Thursday, December 31, 2009

Social Cohesion and the News

From Alexis de Tocqueville's Democracy in America (1840):

When men are no longer united among themselves by firm and lasting ties, it is impossible to obtain the co-operation of any great number of them unless you can persuade every man whose help you require that his private interest obliges him voluntarily to unite his exertions to the exertions of all the others. This can be habitually and conveniently effected only by means of a newspaper; nothing but a newspaper can drop the same thought into a thousand minds at the same moment. A newspaper is an adviser that does not require to be sought, but that comes of its own accord and talks to you briefly every day of the common weal, without distracting you from your private affairs.

Newspapers therefore become more necessary in proportion as men become more equal and individualism more to be feared. To suppose that they only serve to protect freedom would be to diminish their importance: they maintain civilization. I shall not deny that in democratic countries newspapers frequently lead the citizens to launch together into very ill-digested schemes; but if there were no newspapers there would be no common activity. The evil which they produce is therefore much less than that which they cure.
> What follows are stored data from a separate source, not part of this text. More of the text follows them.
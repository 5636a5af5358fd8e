//! Generator document loading and evaluation for Genie.
//!
//! A generator source is a JSON *generator document*: data-as-code with an
//! `emit` operation producing the raw target content, an optional `data`
//! export for cross-generator composition, optional declarative `validate`
//! rules, and `imports` of other generator modules.
//!
//! Imported modules are evaluated through a per-run [`ModuleRegistry`]. A
//! module that fails to evaluate poisons its registry entry: the first
//! evaluator observes the genuine error, and every later accessor observes a
//! reference-kind error whose message matches
//! `Cannot access '<alias>' before initialization`, the cascade signal the
//! orchestrator uses for root-cause attribution.
//!
//! # Example document
//!
//! ```json
//! {
//!   "imports": { "shared": "../shared/versions.genie.ts" },
//!   "emit": {
//!     "kind": "json",
//!     "value": {
//!       "name": "@acme/{{location}}",
//!       "dependencies": { "$catalog": [{ "$import": "shared" }, { "react": "^19.0.0" }] }
//!     }
//!   }
//! }
//! ```

use std::collections::{BTreeMap, HashMap};
use std::fs;
use std::path::{Path, PathBuf};
use std::sync::Mutex;

use serde::Deserialize;
use serde_json::{Map, Value};

use genie_paths::{compute_location, find_repo_root, normalize_lexically};
use genie_types::{CauseKind, ErrorCause, Issue, Severity, WorkspaceGraph};

/// Evaluation context handed to generator operations.
#[derive(Debug, Clone, Default)]
pub struct GeneratorContext {
    pub cwd: PathBuf,
    /// Package-relative location of the target under the repo root,
    /// forward-slashed, `"."` for the repo root.
    pub location: String,
    /// Workspace graph, present during validation.
    pub workspace: Option<WorkspaceGraph>,
}
//! Workspace providers for Genie.
//!
//! A provider discovers package manifests under a working directory. The
//! provider is selected by the `GENIE_WORKSPACE_PROVIDER` environment
//! variable (`pnpm`, `bun`, `manual`); without an override, the presence of
//! any `pnpm-workspace.yaml` selects `pnpm`, otherwise `manual`.
//!
//! # Example
//!
//! ```no_run
//! use genie_workspace::{build_workspace_graph, discover_package_manifests, select_provider};
//! use std::path::Path;
//!
//! let cwd = Path::new(".");
//! let provider = select_provider(cwd).expect("select provider");
//! let manifests = discover_package_manifests(cwd, provider).expect("discover");
//! let graph = build_workspace_graph(cwd, &manifests).expect("graph");
//! println!("{} workspace packages", graph.packages.len());
//! ```

use std::collections::BTreeMap;
use std::fs;
use std::path::{Path, PathBuf};

use anyhow::{Context, Result, bail};
use globset::{GlobBuilder, GlobSet, GlobSetBuilder};
use serde::Deserialize;
use walkdir::WalkDir;

use genie_discovery::is_skipped_dir;
use genie_paths::to_forward_slashes;
use genie_types::{PackageInfo, PeerMeta, WorkspaceGraph};

/// Environment variable overriding provider detection.
pub const PROVIDER_ENV: &str = "GENIE_WORKSPACE_PROVIDER";

/// pnpm workspace marker file.
pub const PNPM_WORKSPACE_FILE: &str = "pnpm-workspace.yaml";

/// Package manifest file name.
pub const MANIFEST_FILE: &str = "package.json";

/// Which package-graph source to use.
#[derive(Debug, Clone, Copy, PartialEq, Eq)]
pub enum ProviderKind {
    /// `pnpm-workspace.yaml` pattern matching.
    Pnpm,
    /// Reserved; selection fails with "not implemented".
    Bun,
    /// Every `package.json` under the working directory.
    Manual,
}

impl std::fmt::Display for ProviderKind {
    fn fmt(&self, f: &mut std::fmt::Formatter<'_>) -> std::fmt::Result {
        match self {
            ProviderKind::Pnpm => write!(f, "pnpm"),
            ProviderKind::Bun => write!(f, "bun"),
            ProviderKind::Manual => write!(f, "manual"),
        }
    }
}

impl std::str::FromStr for ProviderKind {
    type Err = anyhow::Error;

    fn from_str(s: &str) -> Result<Self, Self::Err> {
        match s {
            "pnpm" => Ok(ProviderKind::Pnpm),
            "bun" => Ok(ProviderKind::Bun),
            "manual" => Ok(ProviderKind::Manual),
            other => bail!("unknown workspace provider: {}", other),
        }
    }
}

/// Select the provider for `cwd`.
///
/// Precedence: explicit env override, then `pnpm-workspace.yaml` detection,
/// then manual. The reserved `bun` provider fails here so the error surfaces
/// before any discovery work.
pub fn select_provider(cwd: &Path) -> Result<ProviderKind> {
    if let Ok(name) = std::env::var(PROVIDER_ENV) {
        let kind: ProviderKind = name.parse()?;
        if kind == ProviderKind::Bun {
            bail!("workspace provider 'bun' is not implemented");
        }
        return Ok(kind);
    }

    if !find_workspace_files(cwd)?.is_empty() {
        return Ok(ProviderKind::Pnpm);
    }
    Ok(ProviderKind::Manual)
}

/// Enumerate package manifests under `cwd` with the given provider.
pub fn discover_package_manifests(cwd: &Path, kind: ProviderKind) -> Result<Vec<PathBuf>> {
    match kind {
        ProviderKind::Pnpm => pnpm_manifests(cwd),
        ProviderKind::Bun => bail!("workspace provider 'bun' is not implemented"),
        ProviderKind::Manual => manual_manifests(cwd),
    }
}

/// Every `package.json` under `cwd`, honoring the discovery skip set.
fn manual_manifests(cwd: &Path) -> Result<Vec<PathBuf>> {
    walk_files_named(cwd, MANIFEST_FILE)
}

/// Manifests selected by `pnpm-workspace.yaml` package patterns.
///
/// Candidate directories are matched by their path relative to the directory
/// of the workspace file whose patterns are being applied. `*` matches one
/// path segment, `**` any number of segments.
fn pnpm_manifests(cwd: &Path) -> Result<Vec<PathBuf>> {
    let workspace_files = find_workspace_files(cwd)?;
    if workspace_files.is_empty() {
        bail!(
            "no {} found under {}",
            PNPM_WORKSPACE_FILE,
            cwd.display()
        );
    }

    let candidates = walk_files_named(cwd, MANIFEST_FILE)?;
    let mut selected = Vec::new();

    for workspace_file in &workspace_files {
        let yaml = fs::read_to_string(workspace_file)
            .with_context(|| format!("failed to read {}", workspace_file.display()))?;
        let patterns = parse_workspace_packages(&yaml);
        if patterns.is_empty() {
            continue;
        }
        let matcher = build_pattern_set(&patterns)
            .with_context(|| format!("invalid patterns in {}", workspace_file.display()))?;
        let base = workspace_file.parent().unwrap_or(cwd);

        for manifest in &candidates {
            let dir = manifest.parent().unwrap_or(cwd);
            let Ok(relative) = dir.strip_prefix(base) else {
                continue;
            };
            let rendered = to_forward_slashes(relative);
            if matcher.is_match(&rendered) && !selected.contains(manifest) {
                selected.push(manifest.clone());
            }
        }
    }

    Ok(selected)
}

fn build_pattern_set(patterns: &[String]) -> Result<GlobSet> {
    let mut builder = GlobSetBuilder::new();
    for pattern in patterns {
        // literal_separator keeps `*` within one path segment; `**` still
        // spans any number of segments.
        let glob = GlobBuilder::new(pattern)
            .literal_separator(true)
            .build()
            .with_context(|| format!("invalid workspace pattern: {}", pattern))?;
        builder.add(glob);
    }
    builder.build().context("failed to build workspace pattern set")
}

/// All `pnpm-workspace.yaml` files under `cwd`.
pub fn find_workspace_files(cwd: &Path) -> Result<Vec<PathBuf>> {
    walk_files_named(cwd, PNPM_WORKSPACE_FILE)
}

fn walk_files_named(cwd: &Path, file_name: &str) -> Result<Vec<PathBuf>> {
    let mut found = Vec::new();
    let walker = WalkDir::new(cwd).into_iter().filter_entry(|entry| {
        if entry.depth() == 0 || !entry.file_type().is_dir() {
            return true;
        }
        entry
            .file_name()
            .to_str()
            .map(|name| !is_skipped_dir(name))
            .unwrap_or(true)
    });

    for entry in walker {
        let entry =
            entry.with_context(|| format!("failed to walk directory {}", cwd.display()))?;
        if entry.file_type().is_file() && entry.file_name() == file_name {
            found.push(entry.into_path());
        }
    }
    found.sort();
    Ok(found)
}

/// Parse the `packages:` list out of a `pnpm-workspace.yaml`.
///
/// Tolerant minimal parser: supports the flow style
/// `packages: ["a/*", "b"]` and the block style with `- item` lines.
/// Quotes are optional, unknown keys are ignored, and a missing `packages`
/// key yields an empty list.
pub fn parse_workspace_packages(yaml: &str) -> Vec<String> {
    let mut patterns = Vec::new();
    let mut in_packages_block = false;

    for raw_line in yaml.lines() {
        let line = strip_comment(raw_line);
        let trimmed = line.trim();
        if trimmed.is_empty() {
            continue;
        }

        if let Some(rest) = trimmed.strip_prefix("packages:") {
            let rest = rest.trim();
            if let Some(flow) = rest.strip_prefix('[') {
                let flow = flow.strip_suffix(']').unwrap_or(flow);
                for item in flow.split(',') {
                    push_pattern(&mut patterns, item);
                }
                in_packages_block = false;
            } else {
                in_packages_block = rest.is_empty();
            }
            continue;
        }

        if in_packages_block {
            if let Some(item) = trimmed.strip_prefix('-') {
                push_pattern(&mut patterns, item);
            } else {
                // Any other key ends the block.
                in_packages_block = false;
            }
        }
    }

    patterns
}

fn strip_comment(line: &str) -> &str {
    match line.find('#') {
        Some(idx) => &line[..idx],
        None => line,
    }
}

fn push_pattern(patterns: &mut Vec<String>, raw: &str) {
    let cleaned = raw.trim().trim_matches('"').trim_matches('\'').trim();
    if !cleaned.is_empty() {
        patterns.push(cleaned.to_string());
    }
}

#[derive(Debug, Deserialize)]
#[serde(rename_all = "camelCase")]
struct RawManifest {
    name: Option<String>,
    private: Option<bool>,
    scripts: Option<BTreeMap<String, String>>,
    dependencies: Option<BTreeMap<String, String>>,
    dev_dependencies: Option<BTreeMap<String, String>>,
    optional_dependencies: Option<BTreeMap<String, String>>,
    peer_dependencies: Option<BTreeMap<String, String>>,
    peer_dependencies_meta: Option<BTreeMap<String, PeerMeta>>,
    patched_dependencies: Option<BTreeMap<String, String>>,
    pnpm: Option<PnpmSection>,
}

#[derive(Debug, Deserialize)]
#[serde(rename_all = "camelCase")]
struct PnpmSection {
    patched_dependencies: Option<BTreeMap<String, String>>,
}

/// Build the workspace graph by reading each manifest as JSON.
///
/// Manifests without a `name` are skipped. Paths are relative to `cwd`,
/// forward-slashed, `"."` for `cwd` itself.
pub fn build_workspace_graph(cwd: &Path, manifests: &[PathBuf]) -> Result<WorkspaceGraph> {
    let mut packages = Vec::new();

    for manifest in manifests {
        let text = fs::read_to_string(manifest)
            .with_context(|| format!("failed to read manifest {}", manifest.display()))?;
        let raw: RawManifest = serde_json::from_str(&text)
            .with_context(|| format!("failed to parse manifest {}", manifest.display()))?;

        let Some(name) = raw.name else {
            continue;
        };

        let dir = manifest.parent().unwrap_or(cwd);
        let relative = dir.strip_prefix(cwd).unwrap_or(dir);
        let rendered = to_forward_slashes(relative);
        let path = if rendered.is_empty() {
            ".".to_string()
        } else {
            rendered
        };

        let patched = raw
            .patched_dependencies
            .or(raw.pnpm.and_then(|p| p.patched_dependencies));

        packages.push(PackageInfo {
            name,
            path,
            private: raw.private,
            scripts: raw.scripts,
            dependencies: raw.dependencies,
            dev_dependencies: raw.dev_dependencies,
            optional_dependencies: raw.optional_dependencies,
            peer_dependencies: raw.peer_dependencies,
            peer_dependencies_meta: raw.peer_dependencies_meta,
            patched_dependencies: patched,
        });
    }

    Ok(WorkspaceGraph::new(packages))
}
The more equal the conditions of men become and the less strong men individually are, the more easily they give way to the current of the multitude and the more difficult it is for them to adhere by themselves to an opinion which the multitude discard. A newspaper represents an association; it may be said to address each of its readers in the name of all the others and to exert its influence over them in proportion to their individual weakness. The power of the newspaper press must therefore increase as the social conditions of men become more equal.

I think that de Toqueville's assessment is fundamentally sound. Democracy requires social cohesion; social cohesion requires a shared national perspective among the citizenry.

Today there is no mass medium that speaks for the common weal. In most cities the major newspapers are nearly bankrupt and reduced to the level of USA Today in mainly reporting on sports, weather, and celebrity scandals. The handful of news magazines worth reading (U.S. News and World Report, for one) reach few households. Television news programming, to the extent that it can even be said to cover news in the form of fragmented segments, is partisan and untrustworthy. Worse yet is the lowbrow entertainment of talk radio.

As the old foundations of social cohesion -- religion, Western culture, and objective news reporting -- lose their influence, we should expect increasing divisiveness and volatility in politics and increasing disregard for civility in everyday life.